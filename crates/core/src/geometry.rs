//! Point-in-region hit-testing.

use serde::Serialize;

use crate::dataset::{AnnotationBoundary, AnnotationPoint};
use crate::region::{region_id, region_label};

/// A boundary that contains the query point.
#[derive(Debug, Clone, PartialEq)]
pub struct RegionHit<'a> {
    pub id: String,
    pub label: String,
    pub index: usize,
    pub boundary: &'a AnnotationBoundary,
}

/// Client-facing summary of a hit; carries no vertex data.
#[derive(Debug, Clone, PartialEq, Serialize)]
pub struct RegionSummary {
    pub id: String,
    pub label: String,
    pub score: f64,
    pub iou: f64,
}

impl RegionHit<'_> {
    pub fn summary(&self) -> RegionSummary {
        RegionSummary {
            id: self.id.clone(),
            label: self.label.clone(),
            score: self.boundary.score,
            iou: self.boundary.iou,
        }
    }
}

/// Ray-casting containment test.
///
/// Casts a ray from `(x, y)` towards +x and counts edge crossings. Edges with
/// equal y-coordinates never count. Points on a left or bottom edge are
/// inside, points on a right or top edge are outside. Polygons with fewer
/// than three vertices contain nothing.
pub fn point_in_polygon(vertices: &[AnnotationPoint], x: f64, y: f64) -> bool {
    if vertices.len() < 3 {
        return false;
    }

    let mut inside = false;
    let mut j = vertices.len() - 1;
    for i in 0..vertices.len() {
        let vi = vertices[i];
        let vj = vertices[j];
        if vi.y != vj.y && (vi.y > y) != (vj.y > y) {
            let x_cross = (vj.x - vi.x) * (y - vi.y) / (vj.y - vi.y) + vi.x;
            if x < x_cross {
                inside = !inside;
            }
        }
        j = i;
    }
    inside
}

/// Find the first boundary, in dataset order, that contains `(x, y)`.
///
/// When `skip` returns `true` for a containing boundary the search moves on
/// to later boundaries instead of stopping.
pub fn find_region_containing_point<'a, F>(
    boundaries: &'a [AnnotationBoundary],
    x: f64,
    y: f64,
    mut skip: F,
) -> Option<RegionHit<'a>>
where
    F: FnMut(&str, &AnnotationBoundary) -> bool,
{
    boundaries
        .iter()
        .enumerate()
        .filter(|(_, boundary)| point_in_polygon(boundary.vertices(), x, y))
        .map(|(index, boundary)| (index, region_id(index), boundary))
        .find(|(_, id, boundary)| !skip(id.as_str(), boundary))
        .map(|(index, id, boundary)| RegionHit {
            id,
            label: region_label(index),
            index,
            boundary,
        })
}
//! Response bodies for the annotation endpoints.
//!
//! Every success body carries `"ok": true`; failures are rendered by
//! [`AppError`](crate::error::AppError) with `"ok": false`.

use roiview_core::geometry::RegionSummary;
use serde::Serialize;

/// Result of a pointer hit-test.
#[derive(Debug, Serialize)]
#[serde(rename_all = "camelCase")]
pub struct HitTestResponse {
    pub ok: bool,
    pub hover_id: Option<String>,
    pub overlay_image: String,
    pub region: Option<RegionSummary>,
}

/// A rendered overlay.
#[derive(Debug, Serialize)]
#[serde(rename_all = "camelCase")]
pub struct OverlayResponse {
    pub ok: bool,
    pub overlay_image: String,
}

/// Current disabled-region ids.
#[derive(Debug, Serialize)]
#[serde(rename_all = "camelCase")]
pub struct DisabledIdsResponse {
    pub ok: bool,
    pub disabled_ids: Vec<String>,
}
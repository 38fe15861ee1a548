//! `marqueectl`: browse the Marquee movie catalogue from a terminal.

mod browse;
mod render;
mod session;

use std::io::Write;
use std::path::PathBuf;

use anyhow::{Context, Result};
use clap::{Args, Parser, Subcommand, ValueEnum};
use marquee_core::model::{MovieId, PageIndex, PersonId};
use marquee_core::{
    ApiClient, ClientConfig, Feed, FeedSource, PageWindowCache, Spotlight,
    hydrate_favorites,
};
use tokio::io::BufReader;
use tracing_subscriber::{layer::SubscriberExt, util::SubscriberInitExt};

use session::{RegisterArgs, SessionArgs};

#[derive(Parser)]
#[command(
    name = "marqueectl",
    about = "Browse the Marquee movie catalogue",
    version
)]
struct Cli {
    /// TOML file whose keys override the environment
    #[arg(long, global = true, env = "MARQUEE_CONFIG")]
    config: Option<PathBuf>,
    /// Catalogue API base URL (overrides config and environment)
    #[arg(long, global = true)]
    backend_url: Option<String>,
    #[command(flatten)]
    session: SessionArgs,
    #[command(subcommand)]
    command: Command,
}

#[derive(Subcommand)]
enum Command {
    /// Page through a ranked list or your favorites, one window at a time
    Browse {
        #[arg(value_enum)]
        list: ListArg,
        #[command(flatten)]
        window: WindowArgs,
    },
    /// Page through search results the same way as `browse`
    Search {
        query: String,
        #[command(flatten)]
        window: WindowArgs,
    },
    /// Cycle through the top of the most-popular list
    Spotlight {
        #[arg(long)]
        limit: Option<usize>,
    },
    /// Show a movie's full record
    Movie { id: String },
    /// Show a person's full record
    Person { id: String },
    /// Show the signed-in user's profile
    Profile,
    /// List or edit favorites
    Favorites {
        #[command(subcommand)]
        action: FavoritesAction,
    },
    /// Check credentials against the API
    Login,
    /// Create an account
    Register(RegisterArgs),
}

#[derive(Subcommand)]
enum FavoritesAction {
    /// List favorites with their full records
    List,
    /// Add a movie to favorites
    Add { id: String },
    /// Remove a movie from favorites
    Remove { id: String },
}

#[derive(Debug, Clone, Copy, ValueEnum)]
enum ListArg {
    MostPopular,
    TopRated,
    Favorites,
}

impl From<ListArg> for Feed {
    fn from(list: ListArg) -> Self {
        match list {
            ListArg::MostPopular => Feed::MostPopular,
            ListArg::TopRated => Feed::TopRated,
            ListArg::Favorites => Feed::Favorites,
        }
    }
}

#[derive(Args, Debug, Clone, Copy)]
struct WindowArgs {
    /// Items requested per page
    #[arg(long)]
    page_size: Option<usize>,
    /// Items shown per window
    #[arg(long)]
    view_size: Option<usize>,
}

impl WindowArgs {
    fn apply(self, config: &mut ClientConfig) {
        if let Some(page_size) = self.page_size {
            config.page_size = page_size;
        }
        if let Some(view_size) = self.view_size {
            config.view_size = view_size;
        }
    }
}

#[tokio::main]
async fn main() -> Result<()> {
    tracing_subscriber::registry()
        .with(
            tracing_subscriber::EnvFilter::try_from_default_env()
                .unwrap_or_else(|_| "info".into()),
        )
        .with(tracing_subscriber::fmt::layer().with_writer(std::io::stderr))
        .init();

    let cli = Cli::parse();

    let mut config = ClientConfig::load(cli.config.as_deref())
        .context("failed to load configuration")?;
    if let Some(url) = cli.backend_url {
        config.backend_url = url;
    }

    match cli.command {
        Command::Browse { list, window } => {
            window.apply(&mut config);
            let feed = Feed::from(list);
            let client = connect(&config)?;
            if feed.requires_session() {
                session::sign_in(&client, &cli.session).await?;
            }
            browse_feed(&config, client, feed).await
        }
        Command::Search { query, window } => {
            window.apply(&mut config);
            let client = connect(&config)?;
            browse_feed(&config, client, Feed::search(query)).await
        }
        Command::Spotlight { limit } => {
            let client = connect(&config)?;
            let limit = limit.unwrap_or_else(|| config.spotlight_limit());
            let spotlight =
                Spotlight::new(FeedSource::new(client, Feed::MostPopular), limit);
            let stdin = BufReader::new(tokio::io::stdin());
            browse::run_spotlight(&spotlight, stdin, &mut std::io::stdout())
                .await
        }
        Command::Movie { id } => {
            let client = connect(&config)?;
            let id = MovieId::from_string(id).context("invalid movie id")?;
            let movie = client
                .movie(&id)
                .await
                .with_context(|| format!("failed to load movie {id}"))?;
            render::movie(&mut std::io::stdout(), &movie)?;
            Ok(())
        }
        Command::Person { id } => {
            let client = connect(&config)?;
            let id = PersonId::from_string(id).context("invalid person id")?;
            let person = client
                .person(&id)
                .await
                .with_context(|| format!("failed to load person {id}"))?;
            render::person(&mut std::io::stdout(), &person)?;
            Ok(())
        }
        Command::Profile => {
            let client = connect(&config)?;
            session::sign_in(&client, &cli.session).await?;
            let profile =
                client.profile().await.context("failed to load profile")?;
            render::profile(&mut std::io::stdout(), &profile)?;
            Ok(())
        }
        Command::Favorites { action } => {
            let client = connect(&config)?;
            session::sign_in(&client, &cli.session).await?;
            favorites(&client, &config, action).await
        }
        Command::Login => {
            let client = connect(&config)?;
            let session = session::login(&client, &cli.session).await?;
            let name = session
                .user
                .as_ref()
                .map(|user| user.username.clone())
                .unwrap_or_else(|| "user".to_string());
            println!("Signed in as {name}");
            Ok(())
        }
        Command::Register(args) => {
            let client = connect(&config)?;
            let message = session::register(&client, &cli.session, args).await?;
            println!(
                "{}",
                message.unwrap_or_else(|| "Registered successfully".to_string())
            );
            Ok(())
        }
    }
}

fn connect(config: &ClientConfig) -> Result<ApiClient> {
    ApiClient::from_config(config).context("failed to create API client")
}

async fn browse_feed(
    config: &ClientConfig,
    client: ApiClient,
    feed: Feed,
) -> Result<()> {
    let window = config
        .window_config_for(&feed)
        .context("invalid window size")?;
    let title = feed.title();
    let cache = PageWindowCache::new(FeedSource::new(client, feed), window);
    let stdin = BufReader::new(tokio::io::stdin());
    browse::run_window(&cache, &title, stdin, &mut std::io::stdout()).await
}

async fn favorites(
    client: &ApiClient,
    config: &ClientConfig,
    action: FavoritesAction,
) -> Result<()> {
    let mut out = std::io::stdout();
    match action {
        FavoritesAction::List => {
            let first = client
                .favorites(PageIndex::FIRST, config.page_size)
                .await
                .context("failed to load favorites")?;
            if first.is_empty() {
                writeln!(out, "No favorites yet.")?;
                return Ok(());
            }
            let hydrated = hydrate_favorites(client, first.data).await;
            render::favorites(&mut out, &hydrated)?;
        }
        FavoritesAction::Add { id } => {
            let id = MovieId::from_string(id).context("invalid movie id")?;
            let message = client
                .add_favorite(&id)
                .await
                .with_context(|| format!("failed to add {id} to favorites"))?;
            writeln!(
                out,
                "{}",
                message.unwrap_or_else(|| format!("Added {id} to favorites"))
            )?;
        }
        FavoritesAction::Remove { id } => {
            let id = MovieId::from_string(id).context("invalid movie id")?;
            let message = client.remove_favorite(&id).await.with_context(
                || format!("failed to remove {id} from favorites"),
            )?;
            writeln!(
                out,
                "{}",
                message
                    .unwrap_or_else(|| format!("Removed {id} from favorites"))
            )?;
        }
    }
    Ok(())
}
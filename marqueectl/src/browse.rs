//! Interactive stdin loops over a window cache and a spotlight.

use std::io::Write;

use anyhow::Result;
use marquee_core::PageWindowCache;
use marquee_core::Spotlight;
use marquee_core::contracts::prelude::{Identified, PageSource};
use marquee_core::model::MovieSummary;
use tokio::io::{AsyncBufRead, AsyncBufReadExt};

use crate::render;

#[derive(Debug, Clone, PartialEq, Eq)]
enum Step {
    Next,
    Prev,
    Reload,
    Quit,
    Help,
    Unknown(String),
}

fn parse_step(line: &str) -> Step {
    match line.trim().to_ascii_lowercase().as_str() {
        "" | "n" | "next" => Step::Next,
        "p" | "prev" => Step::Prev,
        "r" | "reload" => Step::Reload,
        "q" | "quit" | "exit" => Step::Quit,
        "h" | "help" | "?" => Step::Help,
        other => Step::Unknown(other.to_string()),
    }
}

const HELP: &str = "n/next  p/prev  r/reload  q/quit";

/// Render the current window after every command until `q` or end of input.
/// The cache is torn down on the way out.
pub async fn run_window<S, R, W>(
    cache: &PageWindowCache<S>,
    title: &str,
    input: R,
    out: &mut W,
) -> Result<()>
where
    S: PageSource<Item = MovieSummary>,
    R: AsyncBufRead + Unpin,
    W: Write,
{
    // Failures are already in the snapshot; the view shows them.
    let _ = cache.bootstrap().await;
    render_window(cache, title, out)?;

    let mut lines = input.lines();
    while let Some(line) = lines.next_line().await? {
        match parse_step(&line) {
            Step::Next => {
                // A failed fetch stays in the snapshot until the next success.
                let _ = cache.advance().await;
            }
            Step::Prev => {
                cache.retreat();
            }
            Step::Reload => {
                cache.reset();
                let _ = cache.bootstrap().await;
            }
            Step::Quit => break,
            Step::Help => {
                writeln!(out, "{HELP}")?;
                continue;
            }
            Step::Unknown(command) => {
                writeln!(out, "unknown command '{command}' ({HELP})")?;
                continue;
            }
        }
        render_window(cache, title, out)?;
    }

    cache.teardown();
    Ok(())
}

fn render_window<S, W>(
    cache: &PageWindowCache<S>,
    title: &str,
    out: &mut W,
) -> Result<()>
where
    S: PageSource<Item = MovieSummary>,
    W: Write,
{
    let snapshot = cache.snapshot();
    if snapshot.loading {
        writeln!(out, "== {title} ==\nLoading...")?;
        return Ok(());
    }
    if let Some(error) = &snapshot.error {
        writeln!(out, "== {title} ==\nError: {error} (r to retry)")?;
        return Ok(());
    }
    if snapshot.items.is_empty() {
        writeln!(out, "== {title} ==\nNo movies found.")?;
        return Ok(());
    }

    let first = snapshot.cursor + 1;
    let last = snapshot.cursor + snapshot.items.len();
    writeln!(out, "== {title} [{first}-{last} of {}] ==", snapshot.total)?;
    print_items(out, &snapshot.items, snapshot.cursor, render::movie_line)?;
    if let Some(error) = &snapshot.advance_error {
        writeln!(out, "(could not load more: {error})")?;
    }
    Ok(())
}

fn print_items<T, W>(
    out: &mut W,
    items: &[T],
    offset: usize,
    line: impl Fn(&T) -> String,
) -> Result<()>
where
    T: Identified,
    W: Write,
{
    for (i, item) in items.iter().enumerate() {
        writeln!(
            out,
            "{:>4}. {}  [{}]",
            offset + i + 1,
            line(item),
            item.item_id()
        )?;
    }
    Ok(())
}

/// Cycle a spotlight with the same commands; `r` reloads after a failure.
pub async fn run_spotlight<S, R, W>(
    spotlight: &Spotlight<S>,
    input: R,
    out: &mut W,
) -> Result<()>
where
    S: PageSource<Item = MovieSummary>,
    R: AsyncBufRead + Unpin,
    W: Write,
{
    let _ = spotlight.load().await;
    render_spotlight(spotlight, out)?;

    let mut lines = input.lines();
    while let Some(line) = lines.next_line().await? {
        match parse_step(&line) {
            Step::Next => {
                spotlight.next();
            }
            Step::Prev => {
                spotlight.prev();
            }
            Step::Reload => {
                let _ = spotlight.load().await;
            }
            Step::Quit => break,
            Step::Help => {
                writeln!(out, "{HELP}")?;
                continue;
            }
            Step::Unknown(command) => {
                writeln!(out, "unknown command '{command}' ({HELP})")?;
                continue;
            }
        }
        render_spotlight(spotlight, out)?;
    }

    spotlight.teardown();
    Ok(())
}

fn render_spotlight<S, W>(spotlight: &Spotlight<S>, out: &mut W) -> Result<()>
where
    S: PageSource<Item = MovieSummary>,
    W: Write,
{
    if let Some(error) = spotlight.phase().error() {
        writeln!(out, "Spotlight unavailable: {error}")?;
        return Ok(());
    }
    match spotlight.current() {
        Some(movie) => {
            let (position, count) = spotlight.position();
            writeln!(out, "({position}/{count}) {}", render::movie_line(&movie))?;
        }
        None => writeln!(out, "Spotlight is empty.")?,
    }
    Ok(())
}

Assignment: Going through the entries above, count the lines with the word "AnnotationPoint". Give only the result.

Response to this exercise: 2